Question. What do Bernard Shaw, the Reverend Jesse Jackson and President Reagan's son have in common?

They were all last weekend in Geneva covering the most hyped-up showbiz summit in the 30-year history of the game. There's an unfair catch to the name Bernard Shaw. He's the correspondent for an Atlanta station, television station, a 24-hour news cable channel. President Reagan's son covered the summit for Playboy magazine, an assignment that must have given pause to diplomatic correspondents, not to say to young Mr Reagan.

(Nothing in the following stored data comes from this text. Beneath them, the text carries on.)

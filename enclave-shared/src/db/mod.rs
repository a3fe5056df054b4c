/// Database layer for Enclave
///
/// This module provides connection pooling and the migration runner.
///
/// # Modules
///
/// - `pool`: PostgreSQL connection pool management with health checks
/// - `migrations`: Database migration runner
/// - Models live in the `models` module at crate root level
///
/// # Example
///
/// ```no_run
/// use enclave_shared::db::pool::{create_pool, DatabaseConfig};
///
/// #[tokio::main]
/// async fn main() -> Result<(), Box<dyn std::error::Error>> {
///     let config = DatabaseConfig {
///         url: std::env::var("DATABASE_URL")?,
///         ..Default::default()
///     };
///
///     let pool = create_pool(config).await?;
///     Ok(())
/// }
/// ```

pub mod migrations;
pub mod pool;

It all reminded me of the weekend before the 50 nations assembled here in San Francisco 40 years ago last spring to cover the founding conference of the United Nations. I remember being jammed in a lift at the Palace Hotel one day with two or three delegates and a small flock of reporters. The inhabitants of the lift included, apart from James Reston of the New York Times and me, Lord Halifax, Adlai Stevenson and such renowned diplomatic reporters as Lana Turner, Orson Welles and Groucho Marx.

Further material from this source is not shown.